▶ **Directions for this task**: Please give the number of lines in the records below where the word "that" occurs, and nothing else.

▶ **Task inputs**:
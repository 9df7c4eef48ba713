//! The page shown when the ledger cannot finish a request because of a server fault.
use axum::{
    http::StatusCode,
    response::{Html, IntoResponse, Response},
};

use crate::html::error_view;

/// What went wrong on the server, phrased for the person running it.
#[derive(Debug, Clone, PartialEq, Eq, Default)]
pub enum InternalServerError {
    /// The ledger database returned an error.
    Database,
    /// Another request panicked while holding the database connection.
    DatabaseLock,
    /// The configured timezone is not a canonical timezone name.
    Timezone(String),
    /// Anything else.
    #[default]
    Unexpected,
}

impl InternalServerError {
    /// A one line summary of the fault.
    pub fn description(&self) -> &'static str {
        match self {
            InternalServerError::Database => "Could not read or update the ledger.",
            InternalServerError::DatabaseLock => "The ledger database is unavailable.",
            InternalServerError::Timezone(_) => "Invalid Timezone Settings",
            InternalServerError::Unexpected => "Sorry, something went wrong.",
        }
    }

    /// What the person running the server can do about it.
    pub fn fix(&self) -> String {
        match self {
            InternalServerError::Database => "Check that the database file exists and is writable. \
                Stored balances are checked and repaired when the server starts."
                .to_owned(),
            InternalServerError::DatabaseLock => {
                "Restart the server, then check the server logs for the request that failed."
                    .to_owned()
            }
            InternalServerError::Timezone(timezone) => format!(
                "Could not get local timezone \"{timezone}\". Set --timezone or LOCAL_TIMEZONE \
                to a canonical timezone name such as \"Asia/Karachi\"."
            ),
            InternalServerError::Unexpected => {
                "Try again later or check the server logs.".to_owned()
            }
        }
    }

    fn into_html(self) -> Html<String> {
        Html(
            error_view(
                "Internal Server Error",
                "500",
                self.description(),
                &self.fix(),
            )
            .into_string(),
        )
    }
}

impl IntoResponse for InternalServerError {
    fn into_response(self) -> Response {
        (StatusCode::INTERNAL_SERVER_ERROR, self.into_html()).into_response()
    }
}

/// The route handler for the generic error page.
pub async fn get_internal_server_error_page() -> Response {
    InternalServerError::Unexpected.into_response()
}

#[cfg(test)]
mod tests {
    use axum::{http::StatusCode, response::IntoResponse};

    use crate::test_utils::parse_html_document;

    use super::{InternalServerError, get_internal_server_error_page};

    #[tokio::test]
    async fn error_page_is_server_error() {
        let response = get_internal_server_error_page().await;

        assert_eq!(response.status(), StatusCode::INTERNAL_SERVER_ERROR);
        let document = parse_html_document(response).await;
        let text = document.root_element().text().collect::<String>();
        assert!(text.contains("Sorry, something went wrong."));
    }

    #[tokio::test]
    async fn database_fault_points_at_database_file() {
        let response = InternalServerError::Database.into_response();

        let document = parse_html_document(response).await;
        let text = document.root_element().text().collect::<String>();
        assert!(
            text.contains("Check that the database file exists and is writable."),
            "got {text:?}"
        );
    }

    #[test]
    fn timezone_fix_names_the_timezone() {
        let fix = InternalServerError::Timezone("Mars/Olympus".to_owned()).fix();

        assert!(fix.contains("\"Mars/Olympus\""));
        assert!(fix.contains("LOCAL_TIMEZONE"));
    }
}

▶ **Response to the task**: 3